_What is being asked_
An exact copy of the listing is required.

_Provided data_
○ ○ ○ ○ ○

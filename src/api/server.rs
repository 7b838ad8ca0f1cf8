use axum::{
    middleware::from_fn_with_state,
    routing::get,
    Router,
};
use std::net::SocketAddr;
use std::sync::Arc;
use tokio::sync::oneshot;
use tower_http::timeout::TimeoutLayer;
use tracing::{info, warn};
use tracing_subscriber::{fmt, prelude::*, EnvFilter};

use crate::api::handlers::{create_task, delete_task, get_task, list_tasks, update_task};
use crate::api::middleware::{apply_chain, default_chain, CorsPolicy};
use crate::auth::{require_bearer, TokenCodec};
use crate::config::{AppConfig, ConfigError};
use crate::db::{create_pool, init_schema, SharedStore, SqliteTaskStore};

pub fn init_tracing() {
    tracing_subscriber::registry()
        .with(fmt::layer().json().with_target(false))
        .with(
            EnvFilter::try_from_default_env()
                .unwrap_or_else(|_| EnvFilter::new("info,sqlx=warn,tower_http=info")),
        )
        .init();
}

/// Task routes plus `/health`, wrapped in the middleware chain.
///
/// When `config.auth.require_auth` is set the `/tasks` routes sit behind the
/// bearer gate; `/health` and unknown paths never do.
pub fn create_app(
    store: SharedStore,
    config: &AppConfig,
    codec: Arc<TokenCodec>,
) -> Result<Router, ConfigError> {
    let mut tasks = Router::new()
        .route("/tasks", get(list_tasks).post(create_task))
        .route(
            "/tasks/{id}",
            get(get_task).put(update_task).delete(delete_task),
        )
        .with_state(store);

    if config.auth.require_auth {
        if !codec.is_configured() {
            return Err(ConfigError::MissingSigningKey);
        }
        tasks = tasks.route_layer(from_fn_with_state(codec, require_bearer));
        info!("Bearer authentication enabled for /tasks");
    }

    let router = Router::new().route("/health", get(health_check)).merge(tasks);

    Ok(apply_chain(
        router,
        default_chain(CorsPolicy::parse(&config.cors_origins)),
    ))
}

async fn health_check() -> &'static str {
    "OK"
}

/// Open the database, ensure the schema, and build the router.
pub async fn build_from_config(config: &AppConfig) -> Result<Router, Box<dyn std::error::Error>> {
    let pool = create_pool(&config.database_url, config.max_connections).await?;
    init_schema(&pool).await?;

    let store: SharedStore = Arc::new(SqliteTaskStore::new(pool));
    let codec = Arc::new(TokenCodec::new(&config.auth));

    Ok(create_app(store, config, codec)?)
}

async fn shutdown_signal() {
    let ctrl_c = async {
        if let Err(e) = tokio::signal::ctrl_c().await {
            warn!(error = %e, "failed to install CTRL+C signal handler");
            std::future::pending::<()>().await;
        }
    };

    #[cfg(unix)]
    let terminate = async {
        match tokio::signal::unix::signal(tokio::signal::unix::SignalKind::terminate()) {
            Ok(mut signal) => {
                signal.recv().await;
            }
            Err(e) => {
                warn!(error = %e, "failed to install SIGTERM handler");
                std::future::pending::<()>().await;
            }
        }
    };

    #[cfg(not(unix))]
    let terminate = std::future::pending::<()>();

    tokio::select! {
        _ = ctrl_c => {},
        _ = terminate => {},
    }
}

pub async fn run_server() -> Result<(), Box<dyn std::error::Error>> {
    init_tracing();

    info!("Starting Task API server");

    let config = AppConfig::from_env()?;
    let app = build_from_config(&config)
        .await?
        .layer(TimeoutLayer::new(config.request_timeout));

    let addr = SocketAddr::from(([0, 0, 0, 0], config.port));
    let listener = tokio::net::TcpListener::bind(addr).await?;
    info!("Server listening on {}", addr);

    let (stop_tx, stop_rx) = oneshot::channel::<()>();
    let mut server = tokio::spawn(async move {
        axum::serve(listener, app)
            .with_graceful_shutdown(async move {
                stop_rx.await.ok();
            })
            .await
    });

    tokio::select! {
        _ = shutdown_signal() => {}
        finished = &mut server => {
            // Server stopped on its own, before any signal
            finished??;
            return Ok(());
        }
    }

    info!("Shutting down gracefully...");
    stop_tx.send(()).ok();

    match tokio::time::timeout(config.shutdown_grace, server).await {
        Ok(joined) => joined??,
        Err(_) => warn!(
            grace_secs = config.shutdown_grace.as_secs(),
            "In-flight requests did not finish within the grace period; abandoning them"
        ),
    }

    info!("Server stopped");
    Ok(())
}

○ ○ ○ ○ ○

_Result_
filename src/api/server.rs
repository 7b838ad8ca0f1cf8
use axum::{
    middleware::from_fn_with_state,
    routing::get,
    Router,
};
use std::net::SocketAddr;
use std::sync::Arc;
use tokio::sync::oneshot;
use tower_http::timeout::TimeoutLayer;
use tracing::{info, warn};
use tracing_subscriber::{fmt, prelude::*, EnvFilter};

use crate::api::handlers::{create_task, delete_task, get_task, list_tasks, update_task};
use crate::api::middleware::{apply_chain, default_chain, CorsPolicy};
use crate::auth::{require_bearer, TokenCodec};
use crate::config::{AppConfig, ConfigError};
use crate::db::{create_pool, init_schema, SharedStore, SqliteTaskStore};

pub fn init_tracing() {
    tracing_subscriber::registry()
        .with(fmt::layer().json().with_target(false))
        .with(
            EnvFilter::try_from_default_env()
                .unwrap_or_else(|_| EnvFilter::new("info,sqlx=warn,tower_http=info")),
        )
        .init();
}

/// Task routes plus `/health`, wrapped in the middleware chain.
///
/// When `config.auth.require_auth` is set the `/tasks` routes sit behind the
/// bearer gate; `/health` and unknown paths never do.
pub fn create_app(
    store: SharedStore,
    config: &AppConfig,
    codec: Arc<TokenCodec>,
) -> Result<Router, ConfigError> {
    let mut tasks = Router::new()
        .route("/tasks", get(list_tasks).post(create_task))
        .route(
            "/tasks/{id}",
            get(get_task).put(update_task).delete(delete_task),
        )
        .with_state(store);

    if config.auth.require_auth {
        if !codec.is_configured() {
            return Err(ConfigError::MissingSigningKey);
        }
        tasks = tasks.route_layer(from_fn_with_state(codec, require_bearer));
        info!("Bearer authentication enabled for /tasks");
    }

    let router = Router::new().route("/health", get(health_check)).merge(tasks);

    Ok(apply_chain(
        router,
        default_chain(CorsPolicy::parse(&config.cors_origins)),
    ))
}

async fn health_check() -> &'static str {
    "OK"
}

/// Open the database, ensure the schema, and build the router.
pub async fn build_from_config(config: &AppConfig) -> Result<Router, Box<dyn std::error::Error>> {
    let pool = create_pool(&config.database_url, config.max_connections).await?;
    init_schema(&pool).await?;

    let store: SharedStore = Arc::new(SqliteTaskStore::new(pool));
    let codec = Arc::new(TokenCodec::new(&config.auth));

    Ok(create_app(store, config, codec)?)
}

async fn shutdown_signal() {
    let ctrl_c = async {
        if let Err(e) = tokio::signal::ctrl_c().await {
            warn!(error = %e, "failed to install CTRL+C signal handler");
            std::future::pending::<()>().await;
        }
    };

    #[cfg(unix)]
    let terminate = async {
        match tokio::signal::unix::signal(tokio::signal::unix::SignalKind::terminate()) {
            Ok(mut signal) => {
                signal.recv().await;
            }
            Err(e) => {
                warn!(error = %e, "failed to install SIGTERM handler");
                std::future::pending::<()>().await;
            }
        }
    };

    #[cfg(not(unix))]
    let terminate = std::future::pending::<()>();

    tokio::select! {
        _ = ctrl_c => {},
        _ = terminate => {},
    }
}

pub async fn run_server() -> Result<(), Box<dyn std::error::Error>> {
    init_tracing();

    info!("Starting Task API server");

    let config = AppConfig::from_env()?;
    let app = build_from_config(&config)
        .await?
        .layer(TimeoutLayer::new(config.request_timeout));

    let addr = SocketAddr::from(([0, 0, 0, 0], config.port));
    let listener = tokio::net::TcpListener::bind(addr).await?;
    info!("Server listening on {}", addr);

    let (stop_tx, stop_rx) = oneshot::channel::<()>();
    let mut server = tokio::spawn(async move {
        axum::serve(listener, app)
            .with_graceful_shutdown(async move {
                stop_rx.await.ok();
            })
            .await
    });

    tokio::select! {
        _ = shutdown_signal() => {}
        finished = &mut server => {
            // Server stopped on its own, before any signal
            finished??;
            return Ok(());
        }
    }

    info!("Shutting down gracefully...");
    stop_tx.send(()).ok();

    match tokio::time::timeout(config.shutdown_grace, server).await {
        Ok(joined) => joined??,
        Err(_) => warn!(
            grace_secs = config.shutdown_grace.as_secs(),
            "In-flight requests did not finish within the grace period; abandoning them"
        ),
    }

    info!("Server stopped");
    Ok(())
}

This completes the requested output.